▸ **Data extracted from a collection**
——
use clap::{Parser, Subcommand};
use anyhow::Result;
use strudel_mini::{parse, format, evaluate, extract_patterns, combine_patterns, CombineStrategy};
use strudel_core::{Fraction, State, TimeSpan};

#[derive(Parser)]
#[command(name = "strudel-mini")]
#[command(about = "Mini notation parser and validator for Strudel", long_about = None)]
struct Cli {
    #[command(subcommand)]
    command: Commands,
}

#[derive(Subcommand)]
enum Commands {
    /// Validate a mini notation pattern
    Validate {
        /// Pattern to validate
        pattern: String,
    },
    /// Format a mini notation pattern
    Fmt {
        /// Pattern to format
        pattern: String,
    },
    /// Generate AST for a pattern
    Ast {
        /// Pattern to parse
        pattern: String,

        /// Output format (json or debug)
        #[arg(short, long, default_value = "debug")]
        output_format: String,
    },
    /// Evaluate a pattern and show events
    Eval {
        /// Pattern to evaluate
        pattern: String,

        /// Start cycle (default: 0)
        #[arg(short, long, default_value = "0")]
        from: f64,

        /// Duration in cycles (default: 1)
        #[arg(short, long, default_value = "1")]
        duration: f64,

        /// Output format (json or debug)
        #[arg(long, default_value = "debug")]
        format: String,
    },
    /// Extract mini notation patterns from a .strudel file
    Extract {
        /// Path to .strudel file
        file: String,

        /// Combine strategy (stack, sequence, first, separate)
        #[arg(short, long, default_value = "separate")]
        strategy: String,
    },
    /// Schedule a pattern and print every event it dispatches (or use --file)
    #[cfg(feature = "play")]
    Play {
        /// Pattern to play (or use --file)
        #[arg(required_unless_present_any = ["file", "strudel_file"])]
        pattern: Option<String>,

        /// Read mini notation pattern from file
        #[arg(short, long, conflicts_with_all = ["pattern", "strudel_file"])]
        file: Option<String>,

        /// Read and extract from .strudel file
        #[arg(short = 's', long, conflicts_with_all = ["pattern", "file"])]
        strudel_file: Option<String>,

        /// Combine strategy for .strudel files (stack, sequence, first)
        #[arg(long, default_value = "stack", requires = "strudel_file")]
        combine: String,

        /// Tempo in BPM (default: 120)
        #[arg(short, long, default_value = "120")]
        tempo: f64,

        /// Duration in seconds (default: 10)
        #[arg(short, long, default_value = "10")]
        duration: f64,
    },
}

fn main() -> Result<()> {
    let cli = Cli::parse();

    match cli.command {
        Commands::Validate { pattern } => {
            match parse(&pattern) {
                Ok(_) => {
                    println!("✓ Pattern is valid");
                    Ok(())
                }
                Err(e) => {
                    eprintln!("✗ Parse error: {}", e);
                    std::process::exit(1);
                }
            }
        }
        Commands::Fmt { pattern } => {
            match parse(&pattern) {
                Ok(ast) => {
                    let formatted = format(&ast);
                    println!("{}", formatted);
                    Ok(())
                }
                Err(e) => {
                    eprintln!("✗ Parse error: {}", e);
                    std::process::exit(1);
                }
            }
        }
        Commands::Ast { pattern, output_format } => {
            match parse(&pattern) {
                Ok(ast) => {
                    match output_format.as_str() {
                        "json" => {
                            let json = serde_json::to_string_pretty(&ast)?;
                            println!("{}", json);
                        }
                        _ => {
                            println!("{:#?}", ast);
                        }
                    }
                    Ok(())
                }
                Err(e) => {
                    eprintln!("✗ Parse error: {}", e);
                    std::process::exit(1);
                }
            }
        }
        Commands::Eval { pattern, from, duration, format } => {
            match parse(&pattern) {
                Ok(ast) => {
                    match evaluate(&ast) {
                        Ok(pat) => {
                            let begin = Fraction::from_float(from);
                            let end = Fraction::from_float(from + duration);
                            let span = TimeSpan::new(begin, end);
                            let state = State::new(span);

                            let haps = pat.query(state);

                            match format.as_str() {
                                "json" => {
                                    let json = serde_json::to_string_pretty(&haps)?;
                                    println!("{}", json);
                                }
                                _ => {
                                    println!("Events: {}", haps.len());
                                    for (i, hap) in haps.iter().enumerate() {
                                        println!("  [{}] {:?}", i, hap);
                                    }
                                }
                            }
                            Ok(())
                        }
                        Err(e) => {
                            eprintln!("✗ Evaluation error: {}", e);
                            std::process::exit(1);
                        }
                    }
                }
                Err(e) => {
                    eprintln!("✗ Parse error: {}", e);
                    std::process::exit(1);
                }
            }
        }
        Commands::Extract { file, strategy } => {
            use std::fs;

            // Read the .strudel file
            let source = fs::read_to_string(&file)
                .map_err(|e| anyhow::anyhow!("Failed to read file '{}': {}", file, e))?;

            // Extract patterns
            let extracted = extract_patterns(&source);

            if extracted.is_empty() {
                println!("No patterns found in {}", file);
                return Ok(());
            }

            println!("Found {} pattern(s) in {}\n", extracted.len(), file);

            // Parse strategy
            let combine_strategy = match strategy.as_str() {
                "stack" => CombineStrategy::Stack,
                "sequence" => CombineStrategy::Sequence,
                "first" => CombineStrategy::First,
                _ => CombineStrategy::Separate,
            };

            // Combine and output
            let result = combine_patterns(&extracted, combine_strategy);
            println!("{}", result);

            Ok(())
        }
        #[cfg(feature = "play")]
        Commands::Play { pattern, file, strudel_file, combine, tempo, duration } => {
            use std::fs;
            use std::sync::Arc;
            use std::thread;
            use std::time::Duration as StdDuration;
            use strudel_scheduler::{LatePolicy, LoggingSink, Scheduler, SchedulerConfig};

            tracing_subscriber::fmt::init();

            // Get pattern from file, strudel file, or argument
            let pattern_str = if let Some(strudel_path) = strudel_file {
                let source = fs::read_to_string(&strudel_path)
                    .map_err(|e| anyhow::anyhow!("Failed to read file '{}': {}", strudel_path, e))?;
                let extracted = extract_patterns(&source);
                if extracted.is_empty() {
                    return Err(anyhow::anyhow!("No patterns found in {}", strudel_path));
                }
                let combine_strategy = match combine.as_str() {
                    "sequence" => CombineStrategy::Sequence,
                    "first" => CombineStrategy::First,
                    _ => CombineStrategy::Stack,
                };
                combine_patterns(&extracted, combine_strategy)
            } else if let Some(file_path) = file {
                fs::read_to_string(&file_path)
                    .map_err(|e| anyhow::anyhow!("Failed to read file '{}': {}", file_path, e))?
            } else {
                pattern.unwrap()
            };

            let ast = parse(&pattern_str)?;
            let pat = evaluate(&ast)?;

            // BPM assumes 4 beats per cycle, matching the parser's own
            // setbpm -> setcps conversion (see parse_command).
            let cps = tempo / 120.0 / 2.0;
            let config = SchedulerConfig {
                cps,
                late_policy: LatePolicy::Drop,
                ..SchedulerConfig::default()
            };
            let (scheduler, handle) = Scheduler::new(config);
            let sink = std::sync::Arc::new(LoggingSink::new());
            let printer = Arc::clone(&sink);

            handle.set_pattern(pat);
            handle.start();

            let tick_interval = config_interval();
            let deadline = std::time::Instant::now() + StdDuration::from_secs_f64(duration);
            let mut scheduler = scheduler;
            while std::time::Instant::now() < deadline {
                for d in scheduler.tick(sink.as_ref()) {
                    println!(
                        "[{:.3}s] {:?} part={:?} whole={:?}",
                        d.deadline_seconds, d.value, d.part, d.whole
                    );
                }
                thread::sleep(tick_interval);
            }
            handle.stop();
            handle.hush();
            scheduler.tick(sink.as_ref());
            let _ = printer.events();

            Ok(())
        }
    }
}

#[cfg(feature = "play")]
fn config_interval() -> std::time::Duration {
    strudel_scheduler::SchedulerConfig::default().interval
}
//! Control operations, per the single-writer/multi-reader model: callers
//! never mutate scheduler state directly, they enqueue a command that the
//! tick thread drains at the top of its next iteration.

use strudel_core::Pattern;

pub enum Command {
    SetPattern(Pattern),
    SetCps(f64),
    Start,
    Stop,
    Hush,
}

impl std::fmt::Debug for Command {
    fn fmt(&self, f: &mut std::fmt::Formatter<'_>) -> std::fmt::Result {
        match self {
            Command::SetPattern(_) => write!(f, "SetPattern(..)"),
            Command::SetCps(cps) => write!(f, "SetCps({cps})"),
            Command::Start => write!(f, "Start"),
            Command::Stop => write!(f, "Stop"),
            Command::Hush => write!(f, "Hush"),
        }
    }
}

/// Cloneable handle used by callers (a REPL, a UI thread) to drive a
/// running [`crate::Scheduler`] without touching its state directly.
#[derive(Clone)]
pub struct SchedulerHandle {
    pub(crate) tx: crossbeam_channel::Sender<Command>,
}

impl SchedulerHandle {
    /// Atomically swap the pattern the scheduler queries on subsequent
    /// ticks. Already-dispatched events are unaffected. Pair with
    /// [`SchedulerHandle::hush`] for a clean swap that also cancels
    /// whatever the previous pattern had sustaining.
    pub fn set_pattern(&self, pattern: Pattern) {
        let _ = self.tx.send(Command::SetPattern(pattern));
    }

    /// Re-anchor the beat/time mapping and change tempo.
    pub fn set_cps(&self, cps: f64) {
        let _ = self.tx.send(Command::SetCps(cps));
    }

    pub fn start(&self) {
        let _ = self.tx.send(Command::Start);
    }

    pub fn stop(&self) {
        let _ = self.tx.send(Command::Stop);
    }

    /// Silence all sustained events on the sink without stopping the tick.
    pub fn hush(&self) {
        let _ = self.tx.send(Command::Hush);
    }
}
use crate::Fraction;
use serde::{Deserialize, Serialize};
use std::fmt;

/// Represents a span of time from begin to end
#[derive(Debug, Clone, Copy, PartialEq, Eq, Hash, Serialize, Deserialize)]
pub struct TimeSpan {
    pub begin: Fraction,
    pub end: Fraction,
}

impl TimeSpan {
    /// Create a new timespan
    pub fn new(begin: Fraction, end: Fraction) -> Self {
        TimeSpan { begin, end }
    }

    /// Create a timespan from two integers (whole numbers)
    pub fn from_ints(begin: i64, end: i64) -> Self {
        TimeSpan {
            begin: Fraction::from_int(begin),
            end: Fraction::from_int(end),
        }
    }

    /// Create a timespan from two floats
    pub fn from_floats(begin: f64, end: f64) -> Self {
        TimeSpan {
            begin: Fraction::from_float(begin),
            end: Fraction::from_float(end),
        }
    }

    /// Get the duration of this timespan
    pub fn duration(&self) -> Fraction {
        self.end - self.begin
    }

    /// Check if this timespan contains a point in time
    pub fn contains(&self, time: Fraction) -> bool {
        time >= self.begin && time < self.end
    }

    /// Check if two timespans overlap
    pub fn overlaps(&self, other: &TimeSpan) -> bool {
        self.begin < other.end && other.begin < self.end
    }

    /// Get the intersection of two timespans, if any
    pub fn intersection(&self, other: &TimeSpan) -> Option<TimeSpan> {
        if !self.overlaps(other) {
            return None;
        }
        Some(TimeSpan::new(
            self.begin.max(other.begin),
            self.end.min(other.end),
        ))
    }

    /// Get the midpoint of the timespan
    pub fn midpoint(&self) -> Fraction {
        (self.begin + self.end) * Fraction::new(1, 2)
    }

    /// Check if the timespan is empty (begin == end)
    pub fn is_empty(&self) -> bool {
        self.begin == self.end
    }

    /// Shift the timespan by an offset
    pub fn shift(&self, offset: Fraction) -> TimeSpan {
        TimeSpan::new(self.begin + offset, self.end + offset)
    }

    /// Scale the timespan by a factor
    pub fn scale(&self, factor: Fraction) -> TimeSpan {
        TimeSpan::new(self.begin * factor, self.end * factor)
    }

    /// True if `begin` falls exactly on an integer cycle boundary.
    pub fn is_cycle_aligned(&self) -> bool {
        self.begin == self.begin.floor()
    }

    /// Split this span at every integer cycle boundary it crosses,
    /// yielding one sub-span per cycle it touches.
    ///
    /// `span_cycles((0.5, 2.5))` yields `[(0.5,1), (1,2), (2,2.5)]`.
    pub fn span_cycles(&self) -> Vec<TimeSpan> {
        if self.begin >= self.end {
            return if self.begin == self.end {
                vec![*self]
            } else {
                Vec::new()
            };
        }

        let mut spans = Vec::new();
        let mut begin = self.begin;
        while begin < self.end {
            let next_cycle = begin.floor() + Fraction::from_int(1);
            let end = next_cycle.min(self.end);
            spans.push(TimeSpan::new(begin, end));
            begin = end;
        }
        spans
    }
}

impl fmt::Display for TimeSpan {
    fn fmt(&self, f: &mut fmt::Formatter<'_>) -> fmt::Result {
        write!(f, "{} - {}", self.begin, self.end)
    }
}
——
Please copy out each line of the data in which the word "sequence" occurs.

▸ **RESULT OF THIS EXERCISE**
        /// Combine strategy (stack, sequence, first, separate)
        /// Combine strategy for .strudel files (stack, sequence, first)
                "sequence" => CombineStrategy::Sequence,
                    "sequence" => CombineStrategy::Sequence,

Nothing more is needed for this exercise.